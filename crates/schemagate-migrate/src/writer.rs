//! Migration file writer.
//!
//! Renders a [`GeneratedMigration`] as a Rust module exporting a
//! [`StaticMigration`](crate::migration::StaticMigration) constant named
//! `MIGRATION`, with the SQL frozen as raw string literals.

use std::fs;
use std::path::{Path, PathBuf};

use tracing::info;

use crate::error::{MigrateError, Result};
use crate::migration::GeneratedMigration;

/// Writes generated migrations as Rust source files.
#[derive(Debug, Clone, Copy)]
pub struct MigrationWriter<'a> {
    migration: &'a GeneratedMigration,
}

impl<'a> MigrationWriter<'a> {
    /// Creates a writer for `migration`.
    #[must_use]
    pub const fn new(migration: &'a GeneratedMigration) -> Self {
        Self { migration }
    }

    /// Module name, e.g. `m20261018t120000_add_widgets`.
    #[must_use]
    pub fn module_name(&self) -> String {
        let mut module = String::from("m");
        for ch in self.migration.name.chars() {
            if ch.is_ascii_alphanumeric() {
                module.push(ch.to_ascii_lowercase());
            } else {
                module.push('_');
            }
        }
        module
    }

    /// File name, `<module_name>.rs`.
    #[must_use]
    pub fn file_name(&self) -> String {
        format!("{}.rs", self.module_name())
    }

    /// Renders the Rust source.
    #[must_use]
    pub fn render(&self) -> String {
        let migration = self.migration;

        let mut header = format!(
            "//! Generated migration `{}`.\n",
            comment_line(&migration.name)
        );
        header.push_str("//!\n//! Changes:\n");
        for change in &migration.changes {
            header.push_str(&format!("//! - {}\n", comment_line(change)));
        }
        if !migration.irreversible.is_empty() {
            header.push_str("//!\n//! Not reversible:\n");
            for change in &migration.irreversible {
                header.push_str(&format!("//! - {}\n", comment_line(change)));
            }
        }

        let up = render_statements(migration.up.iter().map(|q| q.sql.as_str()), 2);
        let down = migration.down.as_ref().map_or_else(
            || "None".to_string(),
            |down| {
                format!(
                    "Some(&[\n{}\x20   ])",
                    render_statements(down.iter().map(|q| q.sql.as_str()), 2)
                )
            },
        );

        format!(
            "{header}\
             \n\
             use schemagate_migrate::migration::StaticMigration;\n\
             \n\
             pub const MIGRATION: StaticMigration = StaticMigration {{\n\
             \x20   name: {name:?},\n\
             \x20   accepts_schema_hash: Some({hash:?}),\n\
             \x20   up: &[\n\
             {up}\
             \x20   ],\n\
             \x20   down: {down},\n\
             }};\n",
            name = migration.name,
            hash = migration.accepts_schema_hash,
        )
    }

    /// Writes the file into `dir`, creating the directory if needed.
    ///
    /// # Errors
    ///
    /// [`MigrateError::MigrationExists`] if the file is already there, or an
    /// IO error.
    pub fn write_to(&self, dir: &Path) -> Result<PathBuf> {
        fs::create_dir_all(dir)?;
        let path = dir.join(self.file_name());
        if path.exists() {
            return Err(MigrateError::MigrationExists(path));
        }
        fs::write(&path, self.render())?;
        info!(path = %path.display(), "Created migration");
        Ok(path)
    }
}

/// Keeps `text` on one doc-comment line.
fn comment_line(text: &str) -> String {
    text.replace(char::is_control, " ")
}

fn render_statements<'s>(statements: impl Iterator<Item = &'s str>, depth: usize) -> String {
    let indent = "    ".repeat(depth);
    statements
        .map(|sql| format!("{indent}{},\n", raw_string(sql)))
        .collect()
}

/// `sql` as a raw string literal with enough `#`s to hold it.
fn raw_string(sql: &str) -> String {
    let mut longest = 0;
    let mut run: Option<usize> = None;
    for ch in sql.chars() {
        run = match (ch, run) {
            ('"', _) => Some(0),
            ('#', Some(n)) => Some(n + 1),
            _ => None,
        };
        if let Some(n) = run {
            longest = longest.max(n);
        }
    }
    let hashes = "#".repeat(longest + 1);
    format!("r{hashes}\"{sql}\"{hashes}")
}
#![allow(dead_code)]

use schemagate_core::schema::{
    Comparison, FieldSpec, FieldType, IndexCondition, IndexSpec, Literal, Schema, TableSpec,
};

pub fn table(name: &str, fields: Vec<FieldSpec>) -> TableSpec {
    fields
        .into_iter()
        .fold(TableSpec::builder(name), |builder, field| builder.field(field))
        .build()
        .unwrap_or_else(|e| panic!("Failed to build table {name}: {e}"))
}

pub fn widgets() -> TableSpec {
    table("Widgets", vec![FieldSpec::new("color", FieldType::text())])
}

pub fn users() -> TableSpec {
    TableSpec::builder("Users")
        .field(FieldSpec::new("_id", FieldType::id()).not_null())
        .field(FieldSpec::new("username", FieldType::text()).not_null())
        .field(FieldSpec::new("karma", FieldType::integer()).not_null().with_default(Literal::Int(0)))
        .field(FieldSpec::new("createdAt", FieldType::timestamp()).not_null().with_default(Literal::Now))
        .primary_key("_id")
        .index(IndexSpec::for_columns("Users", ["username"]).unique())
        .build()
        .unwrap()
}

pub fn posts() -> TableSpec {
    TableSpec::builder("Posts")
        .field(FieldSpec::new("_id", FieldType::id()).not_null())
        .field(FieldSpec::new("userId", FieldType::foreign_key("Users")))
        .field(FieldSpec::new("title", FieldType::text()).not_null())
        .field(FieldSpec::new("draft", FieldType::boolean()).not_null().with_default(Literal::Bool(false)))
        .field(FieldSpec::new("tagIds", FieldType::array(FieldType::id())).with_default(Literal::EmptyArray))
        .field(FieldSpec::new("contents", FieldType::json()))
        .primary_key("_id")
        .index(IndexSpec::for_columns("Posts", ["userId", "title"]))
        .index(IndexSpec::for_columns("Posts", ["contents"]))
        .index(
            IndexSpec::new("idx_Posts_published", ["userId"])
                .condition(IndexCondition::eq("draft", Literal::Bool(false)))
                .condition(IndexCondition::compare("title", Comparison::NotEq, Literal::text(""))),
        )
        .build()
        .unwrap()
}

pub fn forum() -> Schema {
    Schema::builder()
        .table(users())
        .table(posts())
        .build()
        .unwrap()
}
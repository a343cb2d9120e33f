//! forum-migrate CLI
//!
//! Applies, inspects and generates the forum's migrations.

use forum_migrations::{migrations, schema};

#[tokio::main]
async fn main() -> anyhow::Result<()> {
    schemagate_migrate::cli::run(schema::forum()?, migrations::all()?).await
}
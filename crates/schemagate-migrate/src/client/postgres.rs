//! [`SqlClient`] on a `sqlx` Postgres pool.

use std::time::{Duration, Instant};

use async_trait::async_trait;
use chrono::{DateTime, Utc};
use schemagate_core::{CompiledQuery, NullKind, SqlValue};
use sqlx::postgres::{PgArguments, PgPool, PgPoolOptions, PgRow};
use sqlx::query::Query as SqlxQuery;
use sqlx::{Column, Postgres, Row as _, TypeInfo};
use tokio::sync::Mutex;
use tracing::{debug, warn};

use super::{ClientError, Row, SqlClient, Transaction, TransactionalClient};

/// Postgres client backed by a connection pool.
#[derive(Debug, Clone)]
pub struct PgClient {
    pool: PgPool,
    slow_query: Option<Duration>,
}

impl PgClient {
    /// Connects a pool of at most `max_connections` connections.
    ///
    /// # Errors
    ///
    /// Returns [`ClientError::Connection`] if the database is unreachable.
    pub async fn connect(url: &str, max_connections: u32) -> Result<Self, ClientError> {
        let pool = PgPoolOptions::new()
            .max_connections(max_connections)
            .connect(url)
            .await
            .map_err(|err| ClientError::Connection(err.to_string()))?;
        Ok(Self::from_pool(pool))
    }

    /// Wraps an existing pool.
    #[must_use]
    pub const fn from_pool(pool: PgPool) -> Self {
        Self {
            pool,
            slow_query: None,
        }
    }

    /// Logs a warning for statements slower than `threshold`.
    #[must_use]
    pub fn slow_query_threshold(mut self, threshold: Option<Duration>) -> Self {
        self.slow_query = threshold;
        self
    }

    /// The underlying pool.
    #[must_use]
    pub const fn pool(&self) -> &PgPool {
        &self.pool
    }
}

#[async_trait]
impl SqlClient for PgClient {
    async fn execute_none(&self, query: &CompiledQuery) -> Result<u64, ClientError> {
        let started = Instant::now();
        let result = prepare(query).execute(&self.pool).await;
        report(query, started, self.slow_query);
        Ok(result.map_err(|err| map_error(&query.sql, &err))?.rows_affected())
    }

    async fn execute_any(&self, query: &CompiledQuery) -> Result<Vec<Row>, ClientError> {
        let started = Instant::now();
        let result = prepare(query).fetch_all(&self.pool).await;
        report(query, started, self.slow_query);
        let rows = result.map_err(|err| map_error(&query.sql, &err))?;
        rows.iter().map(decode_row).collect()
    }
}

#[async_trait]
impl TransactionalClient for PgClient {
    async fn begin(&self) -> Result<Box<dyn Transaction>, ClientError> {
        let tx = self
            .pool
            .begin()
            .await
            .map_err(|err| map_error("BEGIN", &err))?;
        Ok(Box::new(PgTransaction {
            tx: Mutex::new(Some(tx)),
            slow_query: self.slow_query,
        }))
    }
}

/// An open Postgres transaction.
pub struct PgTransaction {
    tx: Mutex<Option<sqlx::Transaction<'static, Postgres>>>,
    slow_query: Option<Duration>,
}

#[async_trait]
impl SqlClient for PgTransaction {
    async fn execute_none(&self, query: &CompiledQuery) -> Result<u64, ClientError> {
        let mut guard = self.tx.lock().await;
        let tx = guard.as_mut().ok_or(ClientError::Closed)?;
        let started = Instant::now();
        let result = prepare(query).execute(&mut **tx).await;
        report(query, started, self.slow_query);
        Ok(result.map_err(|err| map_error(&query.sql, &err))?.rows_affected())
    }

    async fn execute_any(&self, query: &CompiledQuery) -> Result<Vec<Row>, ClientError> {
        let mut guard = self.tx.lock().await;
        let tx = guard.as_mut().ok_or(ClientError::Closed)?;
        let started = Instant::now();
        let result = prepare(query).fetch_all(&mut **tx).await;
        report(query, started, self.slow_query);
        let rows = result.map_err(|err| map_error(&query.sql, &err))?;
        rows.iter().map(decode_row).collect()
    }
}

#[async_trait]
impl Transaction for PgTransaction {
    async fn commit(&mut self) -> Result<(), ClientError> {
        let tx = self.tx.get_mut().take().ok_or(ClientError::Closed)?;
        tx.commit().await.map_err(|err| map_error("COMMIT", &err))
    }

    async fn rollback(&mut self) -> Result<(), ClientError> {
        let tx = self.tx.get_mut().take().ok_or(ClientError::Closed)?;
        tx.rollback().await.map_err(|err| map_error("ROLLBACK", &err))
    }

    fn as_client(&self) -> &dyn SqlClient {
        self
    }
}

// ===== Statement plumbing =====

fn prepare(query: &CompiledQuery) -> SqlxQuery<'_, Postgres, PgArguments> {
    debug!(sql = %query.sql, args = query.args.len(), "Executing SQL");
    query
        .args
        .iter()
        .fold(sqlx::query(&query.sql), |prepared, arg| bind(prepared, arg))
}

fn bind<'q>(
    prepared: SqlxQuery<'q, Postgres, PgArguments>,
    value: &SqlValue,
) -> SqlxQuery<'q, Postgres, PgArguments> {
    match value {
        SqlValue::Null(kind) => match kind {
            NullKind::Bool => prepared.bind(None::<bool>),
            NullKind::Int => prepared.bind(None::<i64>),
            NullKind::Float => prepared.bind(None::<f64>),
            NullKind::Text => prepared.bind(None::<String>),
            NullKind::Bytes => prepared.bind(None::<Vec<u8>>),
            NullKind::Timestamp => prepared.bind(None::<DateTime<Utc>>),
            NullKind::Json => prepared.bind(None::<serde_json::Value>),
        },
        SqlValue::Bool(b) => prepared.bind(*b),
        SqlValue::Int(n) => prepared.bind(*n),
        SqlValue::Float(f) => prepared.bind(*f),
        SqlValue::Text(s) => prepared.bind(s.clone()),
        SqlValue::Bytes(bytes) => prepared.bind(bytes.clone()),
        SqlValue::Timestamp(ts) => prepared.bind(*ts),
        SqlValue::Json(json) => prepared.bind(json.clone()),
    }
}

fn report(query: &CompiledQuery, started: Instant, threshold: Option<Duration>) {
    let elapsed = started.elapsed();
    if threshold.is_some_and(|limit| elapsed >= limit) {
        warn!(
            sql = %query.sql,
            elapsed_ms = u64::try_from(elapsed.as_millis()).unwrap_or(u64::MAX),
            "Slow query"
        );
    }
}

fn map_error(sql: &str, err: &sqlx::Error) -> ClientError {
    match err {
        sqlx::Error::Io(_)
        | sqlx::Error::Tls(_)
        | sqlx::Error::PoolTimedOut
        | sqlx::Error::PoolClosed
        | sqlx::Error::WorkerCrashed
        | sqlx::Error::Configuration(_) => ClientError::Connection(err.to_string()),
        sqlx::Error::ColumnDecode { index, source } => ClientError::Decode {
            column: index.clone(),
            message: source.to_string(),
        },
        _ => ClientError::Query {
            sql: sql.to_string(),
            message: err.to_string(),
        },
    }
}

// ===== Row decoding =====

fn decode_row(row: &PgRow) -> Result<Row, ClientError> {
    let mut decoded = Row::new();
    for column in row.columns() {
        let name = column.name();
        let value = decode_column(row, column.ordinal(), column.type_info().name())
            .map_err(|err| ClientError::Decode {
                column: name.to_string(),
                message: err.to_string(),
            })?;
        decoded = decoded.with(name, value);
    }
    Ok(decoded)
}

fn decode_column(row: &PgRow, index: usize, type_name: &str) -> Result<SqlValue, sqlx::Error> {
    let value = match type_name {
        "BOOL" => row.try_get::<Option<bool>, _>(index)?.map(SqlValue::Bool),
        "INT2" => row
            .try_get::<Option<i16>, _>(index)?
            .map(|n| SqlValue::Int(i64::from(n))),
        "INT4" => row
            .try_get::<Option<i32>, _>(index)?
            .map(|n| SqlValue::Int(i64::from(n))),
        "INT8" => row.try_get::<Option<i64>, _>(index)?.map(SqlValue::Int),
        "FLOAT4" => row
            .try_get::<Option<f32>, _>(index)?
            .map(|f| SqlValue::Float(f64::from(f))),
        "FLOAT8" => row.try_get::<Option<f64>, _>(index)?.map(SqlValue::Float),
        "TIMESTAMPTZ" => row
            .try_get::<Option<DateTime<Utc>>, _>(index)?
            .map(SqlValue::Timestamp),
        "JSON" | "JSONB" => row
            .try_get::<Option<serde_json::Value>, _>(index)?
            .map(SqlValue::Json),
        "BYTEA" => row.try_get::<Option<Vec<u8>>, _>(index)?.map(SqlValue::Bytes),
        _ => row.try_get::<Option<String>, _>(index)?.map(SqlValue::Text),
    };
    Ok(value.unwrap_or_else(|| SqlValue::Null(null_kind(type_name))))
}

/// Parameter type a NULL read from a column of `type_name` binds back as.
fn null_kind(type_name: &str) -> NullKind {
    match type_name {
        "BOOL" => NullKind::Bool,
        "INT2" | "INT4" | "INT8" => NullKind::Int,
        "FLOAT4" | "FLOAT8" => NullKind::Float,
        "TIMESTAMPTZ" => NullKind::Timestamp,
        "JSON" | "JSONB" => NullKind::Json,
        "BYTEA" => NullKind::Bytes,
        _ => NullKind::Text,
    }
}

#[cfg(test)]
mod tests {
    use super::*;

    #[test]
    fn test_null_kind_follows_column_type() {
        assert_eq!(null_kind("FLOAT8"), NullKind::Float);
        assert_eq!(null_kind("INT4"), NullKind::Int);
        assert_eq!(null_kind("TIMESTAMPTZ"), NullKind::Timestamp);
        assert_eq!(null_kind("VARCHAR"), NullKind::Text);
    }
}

*Goal of the exercise:* Work out how many lines of the data include the word "indent", and write that number alone.

*Your response:* 2